А дядьке где-то там, в просеке, наверно же, тесновато.

1974

БЕЛЫЙ ГОЛУБЬ


Перевод Д. Ковалева


Садилось солнце. Большое, багровое, мирное. Потом была заря, необычная, как пожар целой деревни, который разгорался, потом исподволь перемежался синью и, наконец, начал угасать.

Наш туристский автобус шел по асфальту, по-ночному отъединив в себе небольшую группу людей, что за две недели на чужбине успели как будто узнать один другого, а некоторые — даже подружиться.

Испания. Дорога с юга на Толедо.

В окна уже не видно было бесконечных оливковых садов на пригорках и в долинах, редких поселков с гирляндами красного перца на белых стенах, не было видно геометрично четко очерченных, похожих на сопки гор, а тем более — удивительно разноцветной осенней пахоты, от коричневого, через желтое, серое разных оттенков и до светло-салатового.

Мы пели. То хором, то попеременно, с гидовским микрофоном. Песни русские, украинские, молдавские, армянские — каждый свою.

Когда пришла моя очередь, я присел на только что освобожденное место на первом сиденье. Рядом с застенчивой с виду и оттого симпатичной пожилой москвичкой. Профессор, одна из медицинских знаменитостей. Она подпевала мне тихо и как-то по-деревенски сердечно. Не сразу, пока вошла в незнакомую мелодию, и без слов, потому что песня была белорусская, А потом, в русской народной песне, были у нас и слова, но милая тихость в ее пении осталась.

И я тогда вдруг, как радость какую, что дается в жизни не так часто, вспомнил осень сорок первого года. Предпоследний перегон моего потаенного марша из плена, избу сестры, где я, только услышав, что дома, за двадцать километров оттуда, все живы, завалился чуть не на целые сутки.

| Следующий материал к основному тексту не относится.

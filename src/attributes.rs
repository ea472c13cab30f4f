//! Attribute data model and wire codec
//!
//! Defines the key/value types exchanged with the device-management
//! platform and the JSON codec that maps them onto the wire payloads.
//! The synchronization core only ever sees decoded [`AttributeSet`]s;
//! payload bytes stop at this module boundary.

use serde::{Deserialize, Serialize};
use serde_json::Value;
use std::fmt;
use thiserror::Error;

/// Errors produced while validating attributes or decoding payloads
#[derive(Debug, Error)]
pub enum CodecError {
    #[error("attribute key must not be empty")]
    EmptyKey,
    #[error("payload is not valid JSON")]
    InvalidJson(#[source] serde_json::Error),
    #[error("payload is not a JSON object")]
    NotAnObject,
}

/// Immutable, non-empty name of one piece of shared state (e.g. "ledState")
#[derive(Debug, Clone, PartialEq, Eq, PartialOrd, Ord, Hash, Serialize, Deserialize)]
#[serde(transparent)]
pub struct AttributeKey(String);

impl AttributeKey {
    /// Create a key, rejecting the empty string
    pub fn new<S: Into<String>>(name: S) -> Result<Self, CodecError> {
        let name = name.into();
        if name.is_empty() {
            return Err(CodecError::EmptyKey);
        }
        Ok(Self(name))
    }

    pub fn as_str(&self) -> &str {
        &self.0
    }
}

impl fmt::Display for AttributeKey {
    fn fmt(&self, f: &mut fmt::Formatter<'_>) -> fmt::Result {
        f.write_str(&self.0)
    }
}

/// One attribute value as the platform's JSON encoding can represent it
///
/// This agent only ever produces and consumes the `Bool` variant, but the
/// codec decodes the other scalar shapes losslessly rather than coercing.
#[derive(Debug, Clone, PartialEq, Serialize, Deserialize)]
#[serde(untagged)]
pub enum AttributeValue {
    Bool(bool),
    Number(f64),
    Text(String),
}

impl AttributeValue {
    /// Boolean payload, or `None` for non-boolean variants
    pub fn as_bool(&self) -> Option<bool> {
        match self {
            AttributeValue::Bool(v) => Some(*v),
            _ => None,
        }
    }
}

impl From<bool> for AttributeValue {
    fn from(v: bool) -> Self {
        AttributeValue::Bool(v)
    }
}

/// One decoded payload: ordered `(key, value)` pairs, keys unique
///
/// Produced transiently per inbound message and not retained by the core.
#[derive(Debug, Clone, Default, PartialEq)]
pub struct AttributeSet {
    entries: Vec<(AttributeKey, AttributeValue)>,
}

impl AttributeSet {
    pub fn new() -> Self {
        Self::default()
    }

    /// Insert a pair, replacing any existing entry under the same key
    pub fn insert(&mut self, key: AttributeKey, value: AttributeValue) {
        if let Some(slot) = self.entries.iter_mut().find(|(k, _)| *k == key) {
            slot.1 = value;
        } else {
            self.entries.push((key, value));
        }
    }

    /// Find a value by key
    pub fn get(&self, key: &AttributeKey) -> Option<&AttributeValue> {
        self.entries
            .iter()
            .find(|(k, _)| k == key)
            .map(|(_, v)| v)
    }

    pub fn contains(&self, key: &AttributeKey) -> bool {
        self.get(key).is_some()
    }

    pub fn is_empty(&self) -> bool {
        self.entries.is_empty()
    }

    pub fn len(&self) -> usize {
        self.entries.len()
    }

    pub fn iter(&self) -> impl Iterator<Item = &(AttributeKey, AttributeValue)> {
        self.entries.iter()
    }
}

/// Decode a JSON object payload into an [`AttributeSet`]
///
/// Non-scalar values (nested objects, arrays, null) carry no meaning for
/// this agent and are skipped with a debug log. A payload that is not a
/// JSON object at all is a codec error; the caller treats it as
/// "no authoritative value" rather than a fatal condition.
pub fn decode(payload: &[u8]) -> Result<AttributeSet, CodecError> {
    let value: Value = serde_json::from_slice(payload).map_err(CodecError::InvalidJson)?;
    let map = value.as_object().ok_or(CodecError::NotAnObject)?;

    let mut set = AttributeSet::new();
    for (name, raw) in map {
        let key = AttributeKey::new(name.clone())?;
        let decoded = match raw {
            Value::Bool(b) => AttributeValue::Bool(*b),
            Value::Number(n) => match n.as_f64() {
                Some(f) => AttributeValue::Number(f),
                None => continue,
            },
            Value::String(s) => AttributeValue::Text(s.clone()),
            other => {
                tracing::debug!(key = %name, value = ?other, "Skipping non-scalar attribute value");
                continue;
            }
        };
        set.insert(key, decoded);
    }
    Ok(set)
}

/// Encode a single-attribute client report as a JSON object payload
pub fn encode_report(key: &AttributeKey, value: &AttributeValue) -> Vec<u8> {
    let mut map = serde_json::Map::new();
    map.insert(
        key.as_str().to_string(),
        serde_json::to_value(value).unwrap_or(Value::Null),
    );
    Value::Object(map).to_string().into_bytes()
}

/// Encode the platform's client-attribute fetch request body
///
/// The platform expects `{"clientKeys": "a,b,c"}` with the requested key
/// names joined by commas.
pub fn encode_client_keys<'a, I>(keys: I) -> Vec<u8>
where
    I: IntoIterator<Item = &'a AttributeKey>,
{
    let joined = keys
        .into_iter()
        .map(AttributeKey::as_str)
        .collect::<Vec<_>>()
        .join(",");
    serde_json::json!({ "clientKeys": joined })
        .to_string()
        .into_bytes()
}

#[cfg(test)]
mod tests {
    use super::*;

    fn key(name: &str) -> AttributeKey {
        AttributeKey::new(name).unwrap()
    }

    #[test]
    fn test_empty_key_rejected() {
        assert!(matches!(AttributeKey::new(""), Err(CodecError::EmptyKey)));
        assert!(AttributeKey::new("ledState").is_ok());
    }

    #[test]
    fn test_decode_boolean_attribute() {
        let set = decode(br#"{"ledState": true}"#).unwrap();
        assert_eq!(set.len(), 1);
        assert_eq!(
            set.get(&key("ledState")).and_then(AttributeValue::as_bool),
            Some(true)
        );
    }

    #[test]
    fn test_decode_mixed_scalars() {
        let set = decode(br#"{"ledState": false, "brightness": 42, "label": "porch"}"#).unwrap();
        assert_eq!(set.len(), 3);
        assert_eq!(
            set.get(&key("brightness")),
            Some(&AttributeValue::Number(42.0))
        );
        assert_eq!(
            set.get(&key("label")),
            Some(&AttributeValue::Text("porch".to_string()))
        );
    }

    #[test]
    fn test_decode_skips_non_scalars() {
        let set = decode(br#"{"nested": {"a": 1}, "list": [1], "gone": null, "ok": true}"#).unwrap();
        assert_eq!(set.len(), 1);
        assert!(set.contains(&key("ok")));
    }

    #[test]
    fn test_decode_malformed_json() {
        assert!(matches!(
            decode(b"{not json"),
            Err(CodecError::InvalidJson(_))
        ));
    }

    #[test]
    fn test_decode_non_object_payload() {
        assert!(matches!(decode(b"[1,2,3]"), Err(CodecError::NotAnObject)));
        assert!(matches!(decode(b"true"), Err(CodecError::NotAnObject)));
    }

    #[test]
    fn test_insert_replaces_duplicate_key() {
        let mut set = AttributeSet::new();
        set.insert(key("ledState"), AttributeValue::Bool(false));
        set.insert(key("ledState"), AttributeValue::Bool(true));
        assert_eq!(set.len(), 1);
        assert_eq!(
            set.get(&key("ledState")).and_then(AttributeValue::as_bool),
            Some(true)
        );
    }

    #[test]
    fn test_encode_report_shape() {
        let payload = encode_report(&key("ledState"), &AttributeValue::Bool(true));
        let value: Value = serde_json::from_slice(&payload).unwrap();
        assert_eq!(value, serde_json::json!({"ledState": true}));
    }

    #[test]
    fn test_encode_client_keys_body() {
        let keys = [key("ledState"), key("mode")];
        let payload = encode_client_keys(keys.iter());
        let value: Value = serde_json::from_slice(&payload).unwrap();
        assert_eq!(value, serde_json::json!({"clientKeys": "ledState,mode"}));
    }

    #[test]
    fn test_non_bool_value_is_not_bool() {
        assert_eq!(AttributeValue::Number(1.0).as_bool(), None);
        assert_eq!(AttributeValue::Text("true".into()).as_bool(), None);
    }
}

Когда я проснулся, сестра, чуть ли не вдвое старше меня, кормила бедного бродягу, как мать, и снова рассказывала. А потом через боль и грусть, через горечь и недоумение от того, что натворилось вокруг и на свете, ко мне пришла незнакомая песня.

Она была по-народному простая, от светлости ее — впору заплакать. После я эту песню слыхал очень часто, может, даже слишком часто. В самом разном исполнении, от солдатского крика на марше до милой непосредственности молодой солистки. Сестра пела не бог весть как, со вдовьим деревенским простодушием, тоже тихо и сердечно, как и соседка в испанском автобусе. Я подпевал сестре неуверенно и счастливо, как будто наконец уловив во вражьем гвалте еле слышную, очень нужную волну. Песня та, сегодня всемирно известная, впервые дойдя ко мне, к солдату польскому сентября 1939 года, затем военнопленному, открывшись мне в такое трагическое время, идет со мною по жизни, как и у каждого, со своим воспоминанием.

Это — «Катюша».

В стране мрачно-загадочной и так долго закрытой для нас, на солнечной земле ласково-суровой красоты, на родине Сервантеса, Гойи и Лорки, в государстве, которое так чудовищно засиделось в своем затхлом фашизме, — песня еще раз повторилась в моей душе. Словно мелькнула белым голубем в темноте.

1974

НИЖНИЕ БАЙДУНЫ


Перевод Д. Ковалева


ИСТОРИЯ

Как же, и у меня есть поворот с большака на проселок, в родную деревню. Даже не один, а два — с запада и с востока, будто символически. С запада я однажды вернулся домой после долгой разлуки; с востока, гостем, приезжаю довольно часто и почти всегда с волнением» Оно бывает то сильнее, то слабее, однако же в чем-то каждый раз одно, свое на всю жизнь.

Автомашины пока что не чувствуют на поворотах никакого возбуждения, а лошади когда-то, зачуяв дом, как и люди, волновались.

Гнедой у старого Качки был слепым, с большака его надо было поворачивать вожжой. А хозяин и сам не видел на правый. О них с конем говорили: один глаз на двоих. Труднее сказать, как там они делили свое волнение.

Впрочем, в ту ночь, когда на свете гудела и подвыв.) — ла белая вьюжная тьма, Захар Иванович Качко (он любил, чтобы так его звали) возвращался из корчмы пешком. Долго шел из местечка, нелегко, с заплетанием ног и соответствующим внутренним монологом. Наконец кое-как набрел на столб у поворота и, счастливо обняв его, прислонившись к студеному дереву обросшей щекой, тихо и ласково спросил:

— Чи тýтэй весь Дóльнэ Байдýны?[32]

Спросил на языке тогда официальном, потому что это из страны моего детства, из половины двадцатых западнобелорусских лет.

Сколько времени минуло, а вспоминаешь тот вопрос почти каждый раз, когда молчаливый столб на повороте приближается к тебе, когда на его единственном вытянутом деревянном рукаве снова проявляется надпись — имя нашей деревни, уже давно на языке родном.